Monday, December 29, 2008

Two Sport Athletes

Holly McGarvie is the No. 4 Princeton athlete on the countdown. She would have been high on the list even if she played only field hockey or women's lacrosse, let alone both.

The field hockey/lacrosse double used to be more common than uncommon 20 years ago or so. When TigerBlog used to be a mild-mannered reporter, there were many trips to Gulick Field to cover Princeton field hockey, and the roster then was basically the same as the women's lacrosse roster the following spring.

The advance of women's athletics and especially opportunities for girls to start in sports has led to much greater numbers in participation, which has made filling rosters easier. Also, the demands of playing a college sport now make it even harder to play two sports.

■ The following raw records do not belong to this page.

//! Profanity filter engine.
//!
//! This module provides the filter that scans text for words from the
//! built-in list and replaces every whole-word match with the placeholder
//! of the selected censor style.

use std::collections::HashSet;
use std::sync::OnceLock;

use regex::{NoExpand, Regex};
use serde::{Deserialize, Serialize};
use tracing::{debug, trace};

use super::words::{word_list, CensorStyle};

/// Result of filtering a piece of text.
#[derive(Debug, Clone, PartialEq, Eq, Serialize, Deserialize)]
pub struct FilterResult {
    /// The input text, unmodified.
    pub original_text: String,

    /// The input text with every match replaced.
    pub censored_text: String,

    /// Unique matched terms, lowercased, in order of first occurrence.
    pub censored_words: Vec<String>,

    /// Total number of matches, duplicates included.
    pub censored_count: usize,

    /// Number of whitespace-separated words in the input.
    pub word_count: usize,
}

impl FilterResult {
    /// A result with no matches and no words.
    fn untouched(text: &str) -> Self {
        Self {
            original_text: text.to_string(),
            censored_text: text.to_string(),
            censored_words: Vec::new(),
            censored_count: 0,
            word_count: 0,
        }
    }

    /// Check whether nothing was censored.
    #[must_use]
    pub fn is_clean(&self) -> bool {
        self.censored_count == 0
    }

    /// Share of censored matches relative to the word count, as a rounded
    /// percentage.
    ///
    /// Returns 0 when the input has no words. The value is not clamped: text
    /// such as `"damn,damn"` is a single word with two matches and yields 200.
    #[must_use]
    #[allow(
        clippy::cast_precision_loss,
        clippy::cast_possible_truncation,
        clippy::cast_sign_loss
    )]
    pub fn filtered_percentage(&self) -> u64 {
        if self.word_count == 0 {
            return 0;
        }
        (self.censored_count as f64 / self.word_count as f64 * 100.0).round() as u64
    }
}

/// Whole-word, case-insensitive filter over the built-in word list.
#[derive(Debug, Clone)]
pub struct ProfanityFilter {
    regex: Regex,
}

impl ProfanityFilter {
    /// Create a new filter, compiling the combined word pattern.
    ///
    /// # Panics
    ///
    /// Panics if the built-in word list produces an invalid regex.
    #[must_use]
    pub fn new() -> Self {
        let pattern = build_pattern(word_list());
        Self {
            regex: Regex::new(&pattern).expect("Invalid word list pattern"),
        }
    }

    /// Check whether the text contains any listed word.
    #[must_use]
    pub fn is_profane(&self, text: &str) -> bool {
        self.regex.is_match(text)
    }

    /// Filter text, replacing every match with the style's placeholder.
    #[must_use]
    pub fn filter(&self, text: &str, style: CensorStyle) -> FilterResult {
        if text.trim().is_empty() {
            trace!("Skipping blank input");
            return FilterResult::untouched(text);
        }

        let word_count = text.split_whitespace().count();

        let mut seen = HashSet::new();
        let mut censored_words = Vec::new();
        let mut censored_count = 0;
        for found in self.regex.find_iter(text) {
            let term = found.as_str().to_ascii_lowercase();
            trace!(term = %term, offset = found.start(), "Matched word");
            censored_count += 1;
            if seen.insert(term.clone()) {
                censored_words.push(term);
            }
        }

        let censored_text = if censored_count == 0 {
            text.to_string()
        } else {
            self.regex
                .replace_all(text, NoExpand(style.replacement()))
                .into_owned()
        };

        debug!(
            style = %style,
            word_count,
            censored_count,
            unique = censored_words.len(),
            "Filtered text"
        );

        FilterResult {
            original_text: text.to_string(),
            censored_text,
            censored_words,
            censored_count,
            word_count,
        }
    }
}

impl Default for ProfanityFilter {
    fn default() -> Self {
        Self::new()
    }
}

/// Join the words into one alternation bounded by ASCII word boundaries.
///
/// Boundaries on both sides make the alternation order irrelevant: a shorter
/// term that is a prefix of a longer one cannot match inside the longer one.
fn build_pattern(words: &[&str]) -> String {
    let alternation = words
        .iter()
        .map(|w| regex::escape(w))
        .collect::<Vec<_>>()
        .join("|");
    format!(r"(?i-u)\b(?:{alternation})\b")
}

fn shared() -> &'static ProfanityFilter {
    static FILTER: OnceLock<ProfanityFilter> = OnceLock::new();
    FILTER.get_or_init(ProfanityFilter::new)
}

/// Filter text with the shared, lazily compiled filter.
///
/// # Examples
///
/// ```
/// use cleantext::filter::{filter, CensorStyle};
///
/// let result = filter("that is stupid", CensorStyle::Censored);
/// assert_eq!(result.censored_text, "that is [CENSORED]");
/// assert_eq!(result.censored_words, vec!["stupid"]);
/// ```
#[must_use]
pub fn filter(text: &str, style: CensorStyle) -> FilterResult {
    shared().filter(text, style)
}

TigerBlog, though, believes that the main reason that fewer college athletes play multiple sports is that fewer kids do so. The pressure on kids to specialize in one sport is greater and greater and increasingly younger ages. If you want to be on the spring baseball travel team, then you have to play fall ball, which means you can't play football. Basketball tryouts are often in September for seasons that run throught the spring and see kids play twice as many games as college teams.

There are all kinds of problems with this in youth sports, not the least of which is that so many kids simply give up playing before they ever get to high school. Those who do remain are less likely to be well-rounded athletes and much more likely to be programmed into one sport (and likely one position) for years before they reach high school.

That makes an athlete like McGarvie even more remarkable.